[Data extracted from a collection]
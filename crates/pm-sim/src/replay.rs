//! Open-loop replay of a model against recorded input samples.

use crate::error::{SimError, SimResult};
use crate::integrator::IntegratorType;
use crate::model::{PrognosticsModel, check_state_fields};
use crate::result::Divergence;
use pm_core::VectorContainer;
use serde::{Deserialize, Serialize};

#[derive(Clone, Copy, Debug, Default, PartialEq, Serialize, Deserialize)]
#[serde(default)]
pub struct ReplayOptions {
    /// Maximum substep; `None` takes one step per sample interval.
    pub dt: Option<f64>,
    pub integrator: IntegratorType,
}

/// Predicted outputs, one per sample up to (excluding) the first non-finite one.
#[derive(Clone, Debug)]
pub struct Replay {
    pub outputs: Vec<VectorContainer>,
    pub divergence: Option<Divergence>,
}

/// Advance `x0` through `times`, applying `inputs[i]` over the interval ending at `times[i]`.
///
/// Predicted outputs are compared only up to the first non-finite output,
/// at which point replay stops and reports the divergence.
pub fn replay<M: PrognosticsModel + ?Sized>(
    model: &M,
    x0: &VectorContainer,
    times: &[f64],
    inputs: &[VectorContainer],
    opts: &ReplayOptions,
) -> SimResult<Replay> {
    if times.len() != inputs.len() {
        return Err(SimError::InvalidOption {
            what: format!(
                "replay needs one input per time, got {} times and {} inputs",
                times.len(),
                inputs.len()
            ),
        });
    }
    check_state_fields(model, x0)?;
    let dt = match opts.dt {
        Some(dt) if !dt.is_finite() || dt <= 0.0 => {
            return Err(SimError::InvalidOption {
                what: format!("replay dt must be finite and greater than 0, got {dt}"),
            });
        }
        Some(dt) => dt,
        None => f64::INFINITY,
    };

    let mut outputs = Vec::with_capacity(times.len());
    let mut divergence = None;
    let mut x = x0.clone();
    let Some(mut t_last) = times.first().copied() else {
        return Ok(Replay {
            outputs,
            divergence,
        });
    };

    for (i, (t, u)) in times.iter().copied().zip(inputs).enumerate() {
        let u = VectorContainer::coerce(model.inputs(), u);
        while t_last < t {
            let mut t_new = (t_last + dt).min(t);
            if t_new <= t_last {
                t_new = t;
            }
            x = opts.integrator.step(model, t_last, &x, &u, t_new - t_last)?;
            t_last = t_new;
        }
        let z = model.output(t, &x)?;
        if !z.is_finite() {
            divergence = Some(Divergence { time: t, step: i });
            break;
        }
        outputs.push(z);
    }

    Ok(Replay {
        outputs,
        divergence,
    })
}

About this task -> Please count how many lines of the records include "struct", giving the number and nothing else.

Exercise answer -> 2